* TASK STATEMENT: Show me every line in the listing that has the word "ArrowField".
--------------------
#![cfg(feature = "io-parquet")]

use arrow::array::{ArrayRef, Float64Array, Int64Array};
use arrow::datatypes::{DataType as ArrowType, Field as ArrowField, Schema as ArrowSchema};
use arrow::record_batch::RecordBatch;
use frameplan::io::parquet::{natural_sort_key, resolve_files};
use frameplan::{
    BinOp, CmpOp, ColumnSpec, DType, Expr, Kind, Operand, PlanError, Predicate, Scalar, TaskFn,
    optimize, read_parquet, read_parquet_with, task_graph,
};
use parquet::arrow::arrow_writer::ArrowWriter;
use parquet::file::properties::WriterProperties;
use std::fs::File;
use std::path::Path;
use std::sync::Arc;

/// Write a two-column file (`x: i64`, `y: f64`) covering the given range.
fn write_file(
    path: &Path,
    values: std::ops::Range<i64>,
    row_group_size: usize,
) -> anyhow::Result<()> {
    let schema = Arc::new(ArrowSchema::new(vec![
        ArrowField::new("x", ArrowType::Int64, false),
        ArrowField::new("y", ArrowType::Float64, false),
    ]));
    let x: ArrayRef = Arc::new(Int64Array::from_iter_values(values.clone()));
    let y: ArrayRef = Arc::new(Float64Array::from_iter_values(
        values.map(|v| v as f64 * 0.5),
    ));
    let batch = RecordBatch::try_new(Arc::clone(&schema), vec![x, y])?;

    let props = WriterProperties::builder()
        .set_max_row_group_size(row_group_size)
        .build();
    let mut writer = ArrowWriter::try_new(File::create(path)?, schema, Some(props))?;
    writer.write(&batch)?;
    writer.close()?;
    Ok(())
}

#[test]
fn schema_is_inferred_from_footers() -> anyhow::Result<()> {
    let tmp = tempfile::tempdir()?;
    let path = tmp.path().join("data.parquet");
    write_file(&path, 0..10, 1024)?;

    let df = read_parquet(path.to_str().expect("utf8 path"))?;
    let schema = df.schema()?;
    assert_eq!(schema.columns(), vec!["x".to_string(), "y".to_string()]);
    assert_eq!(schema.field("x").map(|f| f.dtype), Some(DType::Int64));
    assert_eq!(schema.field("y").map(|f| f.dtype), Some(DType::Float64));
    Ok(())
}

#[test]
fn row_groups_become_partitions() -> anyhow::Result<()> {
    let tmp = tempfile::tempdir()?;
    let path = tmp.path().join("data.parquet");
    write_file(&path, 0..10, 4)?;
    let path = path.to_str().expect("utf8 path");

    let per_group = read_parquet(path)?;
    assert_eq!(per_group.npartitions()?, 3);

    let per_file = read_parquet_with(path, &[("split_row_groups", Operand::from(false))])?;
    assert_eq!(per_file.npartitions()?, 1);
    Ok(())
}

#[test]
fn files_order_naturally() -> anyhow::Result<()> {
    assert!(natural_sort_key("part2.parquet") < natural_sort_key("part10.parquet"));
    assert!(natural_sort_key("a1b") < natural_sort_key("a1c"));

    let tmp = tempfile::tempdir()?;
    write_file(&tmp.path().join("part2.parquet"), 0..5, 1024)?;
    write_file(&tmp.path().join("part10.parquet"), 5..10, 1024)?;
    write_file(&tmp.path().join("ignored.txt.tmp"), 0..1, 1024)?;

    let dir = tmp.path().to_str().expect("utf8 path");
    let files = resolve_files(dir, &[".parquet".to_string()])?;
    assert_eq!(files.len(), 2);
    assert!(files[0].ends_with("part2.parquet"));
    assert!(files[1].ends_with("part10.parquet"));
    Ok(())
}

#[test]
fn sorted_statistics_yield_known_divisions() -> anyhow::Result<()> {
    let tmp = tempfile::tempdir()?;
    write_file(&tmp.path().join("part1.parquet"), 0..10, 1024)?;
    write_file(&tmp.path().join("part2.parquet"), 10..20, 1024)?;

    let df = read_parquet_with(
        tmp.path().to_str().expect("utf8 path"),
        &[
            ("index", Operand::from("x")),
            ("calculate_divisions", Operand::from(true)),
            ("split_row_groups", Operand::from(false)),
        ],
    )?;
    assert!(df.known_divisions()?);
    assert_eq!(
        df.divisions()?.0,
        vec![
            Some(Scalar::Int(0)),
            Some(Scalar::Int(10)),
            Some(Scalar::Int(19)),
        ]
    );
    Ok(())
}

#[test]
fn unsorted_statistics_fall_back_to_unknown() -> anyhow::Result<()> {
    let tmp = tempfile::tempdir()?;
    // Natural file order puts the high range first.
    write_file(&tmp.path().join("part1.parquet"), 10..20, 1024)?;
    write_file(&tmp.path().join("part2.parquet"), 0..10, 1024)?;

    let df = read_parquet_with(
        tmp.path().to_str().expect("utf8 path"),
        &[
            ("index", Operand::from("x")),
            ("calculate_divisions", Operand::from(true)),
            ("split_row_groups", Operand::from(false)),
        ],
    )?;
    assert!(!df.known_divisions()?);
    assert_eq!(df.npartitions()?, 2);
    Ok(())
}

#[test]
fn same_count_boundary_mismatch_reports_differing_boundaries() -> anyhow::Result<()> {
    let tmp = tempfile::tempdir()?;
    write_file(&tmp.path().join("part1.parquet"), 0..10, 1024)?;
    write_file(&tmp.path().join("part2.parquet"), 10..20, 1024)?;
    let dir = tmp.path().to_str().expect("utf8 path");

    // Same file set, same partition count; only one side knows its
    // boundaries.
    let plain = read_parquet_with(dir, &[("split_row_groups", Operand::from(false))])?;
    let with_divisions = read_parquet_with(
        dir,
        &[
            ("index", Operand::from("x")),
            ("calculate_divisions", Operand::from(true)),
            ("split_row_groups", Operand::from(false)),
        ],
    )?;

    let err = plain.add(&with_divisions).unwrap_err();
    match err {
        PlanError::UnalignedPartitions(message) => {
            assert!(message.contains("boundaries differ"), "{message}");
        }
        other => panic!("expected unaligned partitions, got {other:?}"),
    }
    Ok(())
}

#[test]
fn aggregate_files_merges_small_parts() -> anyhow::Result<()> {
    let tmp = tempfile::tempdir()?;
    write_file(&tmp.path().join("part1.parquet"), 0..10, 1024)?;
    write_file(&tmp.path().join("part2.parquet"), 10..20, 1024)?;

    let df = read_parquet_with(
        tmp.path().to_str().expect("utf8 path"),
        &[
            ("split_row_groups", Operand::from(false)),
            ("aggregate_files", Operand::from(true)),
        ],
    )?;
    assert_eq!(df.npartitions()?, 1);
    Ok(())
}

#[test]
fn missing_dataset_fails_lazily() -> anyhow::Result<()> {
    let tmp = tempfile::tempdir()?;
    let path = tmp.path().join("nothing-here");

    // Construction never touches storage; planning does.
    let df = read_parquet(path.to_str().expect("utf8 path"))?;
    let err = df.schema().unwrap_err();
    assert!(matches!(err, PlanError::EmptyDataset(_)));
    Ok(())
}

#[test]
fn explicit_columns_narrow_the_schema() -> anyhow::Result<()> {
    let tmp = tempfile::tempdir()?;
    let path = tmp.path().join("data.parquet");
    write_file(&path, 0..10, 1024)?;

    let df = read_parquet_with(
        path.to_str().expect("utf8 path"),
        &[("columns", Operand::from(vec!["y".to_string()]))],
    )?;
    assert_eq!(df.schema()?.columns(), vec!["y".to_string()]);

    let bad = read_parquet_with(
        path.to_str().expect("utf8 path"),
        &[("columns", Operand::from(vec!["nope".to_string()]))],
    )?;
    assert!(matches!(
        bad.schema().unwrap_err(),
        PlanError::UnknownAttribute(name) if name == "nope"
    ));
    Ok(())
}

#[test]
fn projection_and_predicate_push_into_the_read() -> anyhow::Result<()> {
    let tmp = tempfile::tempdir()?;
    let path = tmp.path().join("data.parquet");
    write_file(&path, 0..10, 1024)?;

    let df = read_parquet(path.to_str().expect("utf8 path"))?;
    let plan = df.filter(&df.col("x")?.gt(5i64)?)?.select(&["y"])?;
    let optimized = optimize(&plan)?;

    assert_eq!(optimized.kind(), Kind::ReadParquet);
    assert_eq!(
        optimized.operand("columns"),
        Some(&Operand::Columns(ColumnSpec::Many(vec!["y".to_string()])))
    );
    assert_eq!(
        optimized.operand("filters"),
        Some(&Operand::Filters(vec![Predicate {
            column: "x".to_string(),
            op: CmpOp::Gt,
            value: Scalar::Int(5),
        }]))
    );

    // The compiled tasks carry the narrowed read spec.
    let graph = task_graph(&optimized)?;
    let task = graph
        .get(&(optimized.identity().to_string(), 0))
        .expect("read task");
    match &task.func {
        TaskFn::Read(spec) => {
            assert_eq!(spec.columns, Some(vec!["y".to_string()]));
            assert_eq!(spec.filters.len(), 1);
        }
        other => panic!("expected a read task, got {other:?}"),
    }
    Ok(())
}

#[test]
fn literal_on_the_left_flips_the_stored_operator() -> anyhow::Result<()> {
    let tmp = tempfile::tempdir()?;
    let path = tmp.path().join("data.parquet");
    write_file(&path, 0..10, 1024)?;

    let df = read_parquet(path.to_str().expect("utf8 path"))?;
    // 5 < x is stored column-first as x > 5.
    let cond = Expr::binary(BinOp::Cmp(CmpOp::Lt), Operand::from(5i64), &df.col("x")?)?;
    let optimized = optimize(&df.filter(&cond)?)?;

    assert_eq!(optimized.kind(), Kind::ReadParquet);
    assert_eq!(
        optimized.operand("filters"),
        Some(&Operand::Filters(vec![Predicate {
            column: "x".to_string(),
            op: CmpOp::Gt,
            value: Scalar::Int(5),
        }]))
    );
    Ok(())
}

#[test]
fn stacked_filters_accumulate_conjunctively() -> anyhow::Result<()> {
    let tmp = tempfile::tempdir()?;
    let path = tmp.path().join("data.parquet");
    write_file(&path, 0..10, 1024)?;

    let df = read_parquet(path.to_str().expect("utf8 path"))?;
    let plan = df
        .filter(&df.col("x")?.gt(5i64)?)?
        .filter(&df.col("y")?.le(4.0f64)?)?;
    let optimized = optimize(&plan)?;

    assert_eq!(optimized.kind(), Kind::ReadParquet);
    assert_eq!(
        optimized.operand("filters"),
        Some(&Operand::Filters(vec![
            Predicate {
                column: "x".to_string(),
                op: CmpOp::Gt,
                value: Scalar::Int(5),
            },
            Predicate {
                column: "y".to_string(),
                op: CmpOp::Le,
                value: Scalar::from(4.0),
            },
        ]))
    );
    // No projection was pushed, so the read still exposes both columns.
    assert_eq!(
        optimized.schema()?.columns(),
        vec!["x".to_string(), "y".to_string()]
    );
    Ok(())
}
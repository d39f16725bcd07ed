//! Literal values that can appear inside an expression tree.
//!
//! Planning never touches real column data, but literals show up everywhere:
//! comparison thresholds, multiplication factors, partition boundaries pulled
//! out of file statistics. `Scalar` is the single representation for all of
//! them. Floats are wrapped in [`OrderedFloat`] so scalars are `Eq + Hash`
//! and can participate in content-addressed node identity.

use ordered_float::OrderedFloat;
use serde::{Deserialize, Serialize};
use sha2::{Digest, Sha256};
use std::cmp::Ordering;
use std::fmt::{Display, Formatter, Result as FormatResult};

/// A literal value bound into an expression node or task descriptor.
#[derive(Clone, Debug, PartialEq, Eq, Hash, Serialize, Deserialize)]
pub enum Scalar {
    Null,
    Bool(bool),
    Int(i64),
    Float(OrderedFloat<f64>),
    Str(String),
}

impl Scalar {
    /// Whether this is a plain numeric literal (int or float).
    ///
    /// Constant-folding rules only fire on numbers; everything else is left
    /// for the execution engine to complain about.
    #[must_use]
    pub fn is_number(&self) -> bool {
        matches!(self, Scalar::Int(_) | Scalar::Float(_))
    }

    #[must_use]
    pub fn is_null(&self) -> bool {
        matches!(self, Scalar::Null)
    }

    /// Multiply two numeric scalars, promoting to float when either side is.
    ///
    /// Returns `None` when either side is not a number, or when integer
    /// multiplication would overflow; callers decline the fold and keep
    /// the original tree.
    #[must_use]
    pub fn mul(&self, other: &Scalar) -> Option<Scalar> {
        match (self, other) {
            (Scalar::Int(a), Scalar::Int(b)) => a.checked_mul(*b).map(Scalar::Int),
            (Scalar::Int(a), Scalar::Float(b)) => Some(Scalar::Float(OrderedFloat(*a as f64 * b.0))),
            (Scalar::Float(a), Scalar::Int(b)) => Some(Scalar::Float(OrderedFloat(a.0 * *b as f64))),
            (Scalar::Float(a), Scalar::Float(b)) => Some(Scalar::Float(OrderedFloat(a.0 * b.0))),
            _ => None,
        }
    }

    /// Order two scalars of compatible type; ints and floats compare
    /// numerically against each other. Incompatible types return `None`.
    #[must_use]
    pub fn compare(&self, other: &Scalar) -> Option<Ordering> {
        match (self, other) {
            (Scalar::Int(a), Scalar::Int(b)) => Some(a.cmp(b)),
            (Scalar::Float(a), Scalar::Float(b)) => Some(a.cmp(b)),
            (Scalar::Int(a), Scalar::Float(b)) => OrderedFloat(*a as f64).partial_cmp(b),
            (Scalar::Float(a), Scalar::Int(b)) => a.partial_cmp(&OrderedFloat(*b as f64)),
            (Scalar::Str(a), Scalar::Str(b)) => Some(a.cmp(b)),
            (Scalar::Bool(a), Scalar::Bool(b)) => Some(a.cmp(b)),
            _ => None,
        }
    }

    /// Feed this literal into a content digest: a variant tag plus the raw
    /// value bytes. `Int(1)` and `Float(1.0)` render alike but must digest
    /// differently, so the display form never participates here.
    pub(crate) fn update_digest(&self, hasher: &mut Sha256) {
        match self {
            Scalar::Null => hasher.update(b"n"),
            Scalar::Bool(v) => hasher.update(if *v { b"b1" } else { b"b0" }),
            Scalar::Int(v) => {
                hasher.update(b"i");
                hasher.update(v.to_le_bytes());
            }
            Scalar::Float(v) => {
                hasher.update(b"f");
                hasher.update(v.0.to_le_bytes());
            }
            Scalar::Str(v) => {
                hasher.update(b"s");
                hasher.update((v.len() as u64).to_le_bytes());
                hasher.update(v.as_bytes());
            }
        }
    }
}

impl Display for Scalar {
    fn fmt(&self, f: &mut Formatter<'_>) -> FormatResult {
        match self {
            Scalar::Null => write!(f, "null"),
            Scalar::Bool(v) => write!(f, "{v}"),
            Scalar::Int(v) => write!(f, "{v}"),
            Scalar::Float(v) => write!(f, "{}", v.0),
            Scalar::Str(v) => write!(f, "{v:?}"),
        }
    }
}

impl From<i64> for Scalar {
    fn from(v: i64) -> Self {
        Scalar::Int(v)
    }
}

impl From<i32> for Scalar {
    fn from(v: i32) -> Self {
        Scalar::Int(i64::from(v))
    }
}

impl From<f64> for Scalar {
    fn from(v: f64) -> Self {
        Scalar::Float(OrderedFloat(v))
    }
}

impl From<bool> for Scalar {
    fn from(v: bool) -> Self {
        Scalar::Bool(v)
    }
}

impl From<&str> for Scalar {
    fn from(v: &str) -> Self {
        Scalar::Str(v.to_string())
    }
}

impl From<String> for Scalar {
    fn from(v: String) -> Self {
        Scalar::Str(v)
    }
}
--------------------
* REPLY:
use arrow::datatypes::{DataType as ArrowType, Field as ArrowField, Schema as ArrowSchema};
        ArrowField::new("x", ArrowType::Int64, false),
        ArrowField::new("y", ArrowType::Float64, false),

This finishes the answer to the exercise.